Collected data entries:

[Start of Attachment]

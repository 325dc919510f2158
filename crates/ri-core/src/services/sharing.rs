//! # Sharing & Visibility
//!
//! Share tokens are opaque public identifiers, but a token alone never opens a
//! folder: the folder must also be flagged public. Private folders resolve as
//! `NotFound`, exactly like unknown tokens.

use std::sync::Arc;

use serde::Serialize;

use crate::error::{AppError, Result};
use crate::models::{FavoriteFolder, ItemView};
use crate::services::favorites::enrich_items;
use crate::traits::{ArticleDirectory, FavoriteRepo, ShareRepo};

/// Upper bound for the public folder listing.
pub const PUBLIC_LIST_MAX: i64 = 50;

/// A public folder as shown to anonymous readers of a share link.
#[derive(Debug, Clone, Serialize)]
pub struct SharedFolder {
    pub folder: FavoriteFolder,
    pub items: Vec<ItemView>,
}

/// Share tokens are 16 to 32 ASCII alphanumerics.
pub fn is_valid_share_token(token: &str) -> bool {
    (16..=32).contains(&token.len()) && token.bytes().all(|b| b.is_ascii_alphanumeric())
}

pub struct SharingService {
    shares: Arc<dyn ShareRepo>,
    favorites: Arc<dyn FavoriteRepo>,
    articles: Arc<dyn ArticleDirectory>,
    public_base_url: String,
}

impl SharingService {
    pub fn new(
        shares: Arc<dyn ShareRepo>,
        favorites: Arc<dyn FavoriteRepo>,
        articles: Arc<dyn ArticleDirectory>,
        public_base_url: &str,
    ) -> Self {
        Self {
            shares,
            favorites,
            articles,
            public_base_url: public_base_url.trim_end_matches('/').to_string(),
        }
    }

    /// Resolves a share token and counts the visit.
    pub async fn get_public_folder(&self, token: &str) -> Result<SharedFolder> {
        if !is_valid_share_token(token) {
            return Err(AppError::not_found("Shared folder", token));
        }
        let folder = self
            .shares
            .open_shared_folder(token)
            .await?
            .ok_or_else(|| AppError::not_found("Shared folder", token))?;
        let items = self.favorites.list_items(folder.id).await?;
        let items = enrich_items(self.articles.as_ref(), items).await?;
        Ok(SharedFolder { folder, items })
    }

    pub async fn list_public_folders(&self, limit: i64) -> Result<Vec<FavoriteFolder>> {
        self.shares.list_public_folders(limit.clamp(1, PUBLIC_LIST_MAX)).await
    }

    pub fn share_url(&self, token: &str) -> String {
        format!("{}/share/{}", self.public_base_url, token)
    }
}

[End of Attachment]

Reproduce only the lines above spanning from the line containing "never opens a" through the line containing "use crate::services::favorites::enrich_items;", word for word.

| REPLY |
//! Share tokens are opaque public identifiers, but a token alone never opens a
//! folder: the folder must also be flagged public. Private folders resolve as
//! `NotFound`, exactly like unknown tokens.

use std::sync::Arc;

use serde::Serialize;

use crate::error::{AppError, Result};
use crate::models::{FavoriteFolder, ItemView};
use crate::services::favorites::enrich_items;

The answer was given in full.